まぁ~、切ない恋もあれば「プッ!」な妄想もあり。
ふた股解消したい映画監督と彼女たち、ほかにもその監督を好きなままの女性の彼氏(ややこしぃな)・しかし彼はある日別の女性に一目惚れ。
DV被害にあいながらも婚約中の元アイドルと、彼女を想い続けるファン。
「ちゃんと好き」ってどういうこと?な群像ストーリー。
登場人物は、男性が姓で女性が名なのかと思いきや、“Bon”は愛称ぽいし“宗”は名前ぽいので、ちょい例外があり統一性がないのは故意なのか恣意か。監督の過去作品知らないので、もしかしたらいつもこんな設定なのかな。
どーでもいいことだが、私は気になる(主人公のマンガチックな髪もなんなんだ?)。
前半は人物相関を追うため熱心に見たが少し退屈。しかし映画監督:柏木の友人の朝日が登場してからおもしろくなった。私の知人にはいないのに、表情や話し方が「いるいる、こういうヤツ!」となぜか親近感を覚えるのだ。
柏木が彼女に「(浮気相手のほうと)別れてくる」といいつつ、なんともいえない展開に。
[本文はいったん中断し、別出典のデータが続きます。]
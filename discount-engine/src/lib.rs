//! Discount Engine - 优惠券与会员权益资格判定
//!
//! # 架构概述
//!
//! 给定目录快照 (coupons + bonus services) 和一个主体 (role × membership tier)，
//! 判定每个优惠工具是否适用、是否可兑换以及折扣金额。纯函数、无状态、不做 I/O；
//! 唯一的 I/O 入口是 `discount-engine` 命令行。
//!
//! # 模块结构
//!
//! ```text
//! discount-engine/src/
//! ├── core/          # 配置、校验错误
//! ├── audience/      # 受众规则 (role × tier) 规范化与校验
//! ├── catalog/       # payload → 领域模型映射、目录快照
//! ├── eligibility/   # 资格匹配、折扣计算、可兑换性、引擎
//! ├── membership/    # 会员等级阈值、会员折扣、报价
//! ├── models/        # 领域模型
//! ├── money/         # Decimal 金额计算
//! ├── utils/         # 日志、字段校验
//! ├── session.rs     # 显式会话上下文
//! └── cli.rs         # 命令行
//! ```

pub mod audience;
pub mod catalog;
pub mod cli;
pub mod core;
pub mod eligibility;
pub mod membership;
pub mod models;
pub mod money;
pub mod session;
pub mod utils;

// Re-export 公共类型
pub use audience::{AudienceDraft, AudienceRule, TierSet, validate_audience_rule};
pub use catalog::{CatalogSnapshot, MappedCatalog, Rejected, map_bonus_service, map_coupon};
pub use crate::core::{EngineConfig, ValidationError, ValidationErrors, setup_environment};
pub use eligibility::{
    Decision, EligibilityEngine, RedeemStatus, StaleStateWarning, compute_discount, is_eligible,
    is_redeemable, redeem_status,
};
pub use membership::{MembershipDiscounts, Quote, TierThresholds, membership_discount, quote};
pub use models::{BonusService, Coupon, DiscountInstrument, InstrumentKind, Subject};
pub use session::SessionContext;

// Re-export unified error types from shared
pub use shared::error::{ApiResponse, AppError, AppResult, ErrorCategory, ErrorCode};
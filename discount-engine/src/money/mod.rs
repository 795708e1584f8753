//! Money calculation utilities using rust_decimal for precision
//!
//! Prices are whole VND (`u64`). Percentages are applied in `Decimal` and the
//! result is rounded back to a whole amount, half away from zero.

use rust_decimal::prelude::*;

/// VND has no minor unit
const DECIMAL_PLACES: u32 = 0;

/// Convert a whole currency amount to Decimal for calculation
#[inline]
pub fn to_decimal(amount: u64) -> Decimal {
    Decimal::from(amount)
}

/// Convert Decimal back to a whole currency amount (half-up, floored at 0)
#[inline]
pub fn to_amount(value: Decimal) -> u64 {
    value
        .round_dp_with_strategy(DECIMAL_PLACES, RoundingStrategy::MidpointAwayFromZero)
        .max(Decimal::ZERO)
        .to_u64()
        .unwrap_or(u64::MAX)
}

/// `percent`% of `amount`, rounded to a whole amount
///
/// `percent` is expressed on a 0–100 scale (12.5 = 12.5%).
pub fn percent_of(amount: u64, percent: Decimal) -> u64 {
    if percent <= Decimal::ZERO {
        return 0;
    }
    to_amount(to_decimal(amount) * percent / Decimal::ONE_HUNDRED)
}

/// Whether the value has no fractional part
#[inline]
pub fn is_whole(value: Decimal) -> bool {
    value.fract().is_zero()
}

/// Subtract a discount from a price, never going below zero
#[inline]
pub fn apply_discount(price: u64, discount: u64) -> u64 {
    price.saturating_sub(discount)
}
//! Input validation helpers
//!
//! Field checks shared by the catalog mapping functions. Each helper
//! returns the first problem it finds for its field.

use rust_decimal::Decimal;
use shared::models::DiscountKind;

use crate::core::error::ValidationError;
use crate::money;

// ── Limits ──────────────────────────────────────────────────────────

/// Coupon codes are typed by customers and printed on vouchers
pub const MAX_COUPON_CODE_LEN: usize = 64;

// ── Field validators ────────────────────────────────────────────────

/// Validate a coupon code: non-empty, `[A-Za-z0-9-_]`, at most 64 chars.
///
/// Surrounding whitespace is trimmed by the caller; embedded whitespace is rejected.
pub fn validate_coupon_code(code: &str) -> Result<(), ValidationError> {
    let valid = !code.is_empty()
        && code.len() <= MAX_COUPON_CODE_LEN
        && code
            .chars()
            .all(|c| c.is_ascii_alphanumeric() || c == '-' || c == '_');
    if !valid {
        return Err(ValidationError::InvalidCouponCode {
            code: code.to_string(),
        });
    }
    Ok(())
}

/// Validate a discount value against its kind
pub fn validate_discount_value(kind: DiscountKind, value: Decimal) -> Result<(), ValidationError> {
    if value <= Decimal::ZERO {
        return Err(ValidationError::NonPositiveDiscount { value });
    }
    match kind {
        DiscountKind::Percent if value > Decimal::ONE_HUNDRED => {
            Err(ValidationError::PercentOutOfRange { value })
        }
        DiscountKind::Amount if !money::is_whole(value) => {
            Err(ValidationError::FractionalAmount { value })
        }
        _ => Ok(()),
    }
}

/// Validate an inclusive validity window
pub fn validate_validity_window(valid_from: i64, valid_to: i64) -> Result<(), ValidationError> {
    if valid_from > valid_to {
        return Err(ValidationError::InvalidValidityWindow {
            from: valid_from,
            to: valid_to,
        });
    }
    Ok(())
}

/// Validate redemption counters
pub fn validate_usage(usage_count: u32, usage_limit: u32) -> Result<(), ValidationError> {
    if usage_count > usage_limit {
        return Err(ValidationError::UsageExceedsLimit {
            count: usage_count,
            limit: usage_limit,
        });
    }
    Ok(())
}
そして朝日が約束の海へ向かうと同時に、さまざまな恋も集約されてクライマックスへ。
ひとりだけ、想われ対象にはなってもコイバナはない、ふわ~んと宙に浮いたような女子が準主役ぽくて、でも唯一“恋・恋”してない彼女の存在が作品を引き締めているように思う。「誰かが誰かを好きで、その誰かが…」がここでストップしている。しかし彼女は何も考えていないわけじゃないのだ。だから“恋”に関する疑問を投げかける。
ちょっと切なくて、他人事だから滑稽で。なかなか楽しい映画だ。